BACKGROUND: Neuropathic pain (NP) is a kind of chronic pain that can lead to neurasthenia. The effectiveness of current drug treatment for NP is still unsatisfactory due to its side effects, addiction and withdrawal. In recent years, researchers have begun to develop nano-drug delivery systems for the diagnosis and treatment of NP diseases. METHODS: We developed a disulfide-bonded magnetic mesoporous silica dual-drug delivery system consisting of curcumin (Cur) and a calcitonin gene-related peptide (CGRP) antagonist (CGRPi), and characterized by electron microscopy, Dynamic Light Scattering (DLS), Zeta, specific surface area and pore size detection.
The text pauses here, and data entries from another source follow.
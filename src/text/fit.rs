use crate::error::PosterResult;

use super::{
    metrics::FontMetrics,
    model::{BoundingBox, HorizontalAlign, TextStyle, WrappedLine},
    wrap::LineBreaker,
};

#[derive(Clone, Debug, PartialEq, serde::Serialize)]
pub struct FitOutcome {
    pub font_size: u32,
    pub lines: Vec<WrappedLine>,
    /// False when the loop stopped at size 1 without fitting.
    pub converged: bool,
}

/// Shrinks the font size until the wrapped block fits its box.
pub struct FitSolver<'a, M: ?Sized> {
    metrics: &'a M,
}

impl<'a, M: FontMetrics + ?Sized> FitSolver<'a, M> {
    pub fn new(metrics: &'a M) -> Self {
        Self { metrics }
    }

    pub fn fit(
        &self,
        text: &str,
        bbox: &BoundingBox,
        style: &TextStyle,
    ) -> PosterResult<FitOutcome> {
        bbox.validate()?;
        let font_file = style.validate()?;

        let breaker = LineBreaker::new(self.metrics, font_file).with_angle(style.angle);
        let max_width = bbox.width as f32;
        let max_height = bbox.height as f32;
        let mut font_size = style.font_size;

        loop {
            let lines = breaker.wrap(text, max_width, font_size)?;
            let block_height = style.advance(font_size) * lines.len() as f32;
            let fits_width = style.horizontal != HorizontalAlign::Justify
                || lines.iter().all(|l| l.ink_width <= max_width);

            if block_height <= max_height && fits_width {
                return Ok(FitOutcome {
                    font_size,
                    lines,
                    converged: true,
                });
            }
            if font_size <= 1 {
                tracing::debug!(
                    lines = lines.len(),
                    block_height,
                    max_height,
                    "text does not fit even at size 1"
                );
                return Ok(FitOutcome {
                    font_size,
                    lines,
                    converged: false,
                });
            }
            font_size -= 1;
        }
    }
}
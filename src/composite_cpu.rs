use crate::error::{PosterError, PosterResult};

pub type PremulRgba8 = [u8; 4];

pub fn over(dst: PremulRgba8, src: PremulRgba8, opacity: f32) -> PremulRgba8 {
    let opacity = opacity.clamp(0.0, 1.0);
    if opacity <= 0.0 || src[3] == 0 {
        return dst;
    }

    let op = ((opacity * 255.0).round() as i32).clamp(0, 255) as u16;
    let sa = mul_div255(u16::from(src[3]), op);
    if sa == 0 {
        return dst;
    }

    let inv = 255u16 - u16::from(sa);

    let mut out = [0u8; 4];
    out[3] = add_sat_u8(sa, mul_div255(u16::from(dst[3]), inv));

    for i in 0..3 {
        let sc = mul_div255(u16::from(src[i]), op);
        let dc = mul_div255(u16::from(dst[i]), inv);
        out[i] = add_sat_u8(sc, dc);
    }
    out
}

/// Destination buffer and placement for [`over_at`].
#[derive(Clone, Copy, Debug)]
pub struct Placement {
    pub dst_width: u32,
    pub dst_height: u32,
    pub x: i64,
    pub y: i64,
}

/// Composite a `src_width`x`src_height` premultiplied buffer over `dst` with its
/// top-left corner at `(at.x, at.y)`. Pixels falling outside `dst` are clipped.
pub fn over_at(
    dst: &mut [u8],
    src: &[u8],
    src_width: u32,
    src_height: u32,
    at: Placement,
    opacity: f32,
) -> PosterResult<()> {
    let dst_len = (at.dst_width as usize) * (at.dst_height as usize) * 4;
    let src_len = (src_width as usize) * (src_height as usize) * 4;
    if dst.len() != dst_len || src.len() != src_len {
        return Err(PosterError::validation(
            "over_at expects buffers matching their width*height*4",
        ));
    }

    let (dw, dh) = (i64::from(at.dst_width), i64::from(at.dst_height));
    let x0 = at.x.max(0);
    let y0 = at.y.max(0);
    let x1 = (at.x + i64::from(src_width)).min(dw);
    let y1 = (at.y + i64::from(src_height)).min(dh);
    if x0 >= x1 || y0 >= y1 {
        return Ok(());
    }

    for y in y0..y1 {
        let sy = (y - at.y) as usize;
        for x in x0..x1 {
            let sx = (x - at.x) as usize;
            let si = (sy * src_width as usize + sx) * 4;
            let di = ((y * dw + x) as usize) * 4;
            let out = over(
                [dst[di], dst[di + 1], dst[di + 2], dst[di + 3]],
                [src[si], src[si + 1], src[si + 2], src[si + 3]],
                opacity,
            );
            dst[di..di + 4].copy_from_slice(&out);
        }
    }
    Ok(())
}

fn mul_div255(x: u16, y: u16) -> u8 {
    (((u32::from(x) * u32::from(y)) + 127) / 255) as u8
}

fn add_sat_u8(a: u8, b: u8) -> u8 {
    a.saturating_add(b)
}
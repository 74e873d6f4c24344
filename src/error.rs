pub type PosterResult<T> = Result<T, PosterError>;

#[derive(thiserror::Error, Debug)]
pub enum PosterError {
    #[error("invalid font: {0}")]
    InvalidFont(String),

    #[error("invalid geometry: {0}")]
    InvalidGeometry(String),

    #[error("validation error: {0}")]
    Validation(String),

    #[error(transparent)]
    Io(#[from] std::io::Error),

    #[error(transparent)]
    Image(#[from] image::ImageError),

    #[error(transparent)]
    Other(#[from] anyhow::Error),
}

impl PosterError {
    pub fn invalid_font(msg: impl Into<String>) -> Self {
        Self::InvalidFont(msg.into())
    }

    pub fn invalid_geometry(msg: impl Into<String>) -> Self {
        Self::InvalidGeometry(msg.into())
    }

    pub fn validation(msg: impl Into<String>) -> Self {
        Self::Validation(msg.into())
    }
}
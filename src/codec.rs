use std::{io::Cursor, path::Path, str::FromStr};

use anyhow::Context;
use image::{
    DynamicImage, ImageEncoder, ImageFormat,
    codecs::{
        jpeg::JpegEncoder,
        png::{CompressionType, FilterType, PngEncoder},
    },
};

use crate::{
    error::{PosterError, PosterResult},
    surface::Surface,
};

/// Container format remembered from decode and used by default on save.
#[derive(Clone, Copy, Debug, Default, PartialEq, Eq, Hash, serde::Serialize, serde::Deserialize)]
#[serde(rename_all = "lowercase")]
pub enum ImageKind {
    Gif,
    #[default]
    Jpeg,
    Png,
    Webp,
}

impl ImageKind {
    pub fn from_path(path: &Path) -> Option<Self> {
        path.extension()
            .and_then(|ext| ext.to_str())
            .and_then(|ext| ext.parse().ok())
    }

    fn from_format(format: ImageFormat) -> Option<Self> {
        match format {
            ImageFormat::Gif => Some(ImageKind::Gif),
            ImageFormat::Jpeg => Some(ImageKind::Jpeg),
            ImageFormat::Png => Some(ImageKind::Png),
            ImageFormat::WebP => Some(ImageKind::Webp),
            _ => None,
        }
    }
}

impl FromStr for ImageKind {
    type Err = PosterError;

    fn from_str(s: &str) -> Result<Self, Self::Err> {
        match s.trim().to_ascii_lowercase().as_str() {
            "gif" => Ok(ImageKind::Gif),
            "jpg" | "jpeg" => Ok(ImageKind::Jpeg),
            "png" => Ok(ImageKind::Png),
            "webp" => Ok(ImageKind::Webp),
            other => Err(PosterError::validation(format!(
                "unsupported image format \"{other}\""
            ))),
        }
    }
}

#[tracing::instrument(skip(bytes), fields(len = bytes.len()))]
pub fn decode_image(bytes: &[u8]) -> PosterResult<(Surface, ImageKind)> {
    let format = image::guess_format(bytes).context("detect image format")?;
    let kind = ImageKind::from_format(format).ok_or_else(|| {
        PosterError::validation(format!("unsupported image type {format:?}"))
    })?;
    let dyn_img =
        image::load_from_memory_with_format(bytes, format).context("decode image from memory")?;
    let surface = Surface::from_straight(dyn_img.to_rgba8())?;
    Ok((surface, kind))
}

/// PNG compression level derived from a 0..=100 quality: `min(floor(10 - q/10), 9)`.
pub fn png_level(quality: u8) -> u8 {
    let q = quality.min(100);
    (10 - q / 10).min(9)
}

pub fn encode_image(surface: &Surface, kind: ImageKind, quality: u8) -> PosterResult<Vec<u8>> {
    let quality = quality.min(100);
    let rgba = surface.to_straight();
    let (w, h) = rgba.dimensions();
    let mut buf = Vec::new();

    match kind {
        ImageKind::Jpeg => {
            // JPEG has no alpha channel; transparent pixels become black.
            let rgb = DynamicImage::ImageRgba8(rgba).to_rgb8();
            JpegEncoder::new_with_quality(&mut buf, quality.max(1))
                .write_image(rgb.as_raw(), w, h, image::ExtendedColorType::Rgb8)?;
        }
        ImageKind::Png => {
            let compression = match png_level(quality) {
                0..=2 => CompressionType::Fast,
                3..=6 => CompressionType::Default,
                _ => CompressionType::Best,
            };
            PngEncoder::new_with_quality(&mut buf, compression, FilterType::Adaptive).write_image(
                rgba.as_raw(),
                w,
                h,
                image::ExtendedColorType::Rgba8,
            )?;
        }
        ImageKind::Gif => {
            DynamicImage::ImageRgba8(rgba).write_to(&mut Cursor::new(&mut buf), ImageFormat::Gif)?;
        }
        ImageKind::Webp => {
            // the bundled WebP encoder is lossless only, quality does not apply
            DynamicImage::ImageRgba8(rgba)
                .write_to(&mut Cursor::new(&mut buf), ImageFormat::WebP)?;
        }
    }
    Ok(buf)
}

#[cfg(test)]
mod tests {
    use super::*;

    fn sample() -> Surface {
        let raw = vec![100, 50, 200, 128, 0, 255, 0, 255];
        let img = image::RgbaImage::from_raw(2, 1, raw).unwrap();
        Surface::from_straight(img).unwrap()
    }

    #[test]
    fn png_roundtrip_keeps_dimensions_and_tag() {
        let bytes = encode_image(&sample(), ImageKind::Png, 90).unwrap();
        let (decoded, kind) = decode_image(&bytes).unwrap();
        assert_eq!(kind, ImageKind::Png);
        assert_eq!((decoded.width(), decoded.height()), (2, 1));
        assert_eq!(decoded.pixel(1, 0), Some([0, 255, 0, 255]));
    }

    #[test]
    fn jpeg_encode_is_detected_as_jpeg() {
        let bytes = encode_image(&sample(), ImageKind::Jpeg, 80).unwrap();
        let (_, kind) = decode_image(&bytes).unwrap();
        assert_eq!(kind, ImageKind::Jpeg);
    }

    #[test]
    fn decode_rejects_garbage() {
        assert!(decode_image(b"definitely not an image").is_err());
    }

    #[test]
    fn kind_from_extension() {
        let kind = |p: &str| ImageKind::from_path(Path::new(p));
        assert_eq!(kind("a/b.JPG"), Some(ImageKind::Jpeg));
        assert_eq!(kind("b.webp"), Some(ImageKind::Webp));
        assert_eq!(ImageKind::from_path(Path::new("b.tiff")), None);
        assert_eq!(ImageKind::from_path(Path::new("noext")), None);
    }

    #[test]
    fn png_level_matches_quality_mapping() {
        assert_eq!(png_level(90), 1);
        assert_eq!(png_level(100), 0);
        assert_eq!(png_level(0), 9);
        assert_eq!(png_level(55), 5);
    }
}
At the cellular level, the biocompatibility of CGRPi@Cur@Fe(3)O(4)@mSiO(2)-PEG (FMCC) nanoparticles were tested by CCK-8 and dead/alive staining kit in BV2 cells; Inflammation levels and oxidative stress were measured by enzyme linked immunosorbent assay (ELISA) in lipopolysaccharide (LPS)-induced BV2 neuroinflammation model. In vivo, chronic constriction injury (CCI) model was constructed, and the effect of FMCC on pain behavior of CCI mice was detected by von Frey filaments test and thermal hyperalgesia; The effects of FMCC on the anti-inflammatory and oxidative stress of CCI were determined by pathological tests (HE and ROS staining), RT-PCR and ELISA. RESULTS: FMCC had good biocompatibility and could be taken up by BV2 cells. At the cellular level, FMCC could effectively reverse oxidative stress, inflammation and CGRP expression in LPS-induced neuroinflammation model in vitro. At the animal level, the mice with CCI were administered with FMCC, which effectively reduced oxidative stress and inflammation and sustained relief of neuropathic pain. CONCLUSION: This study provides a new approach for the treatment of neuropathic pain.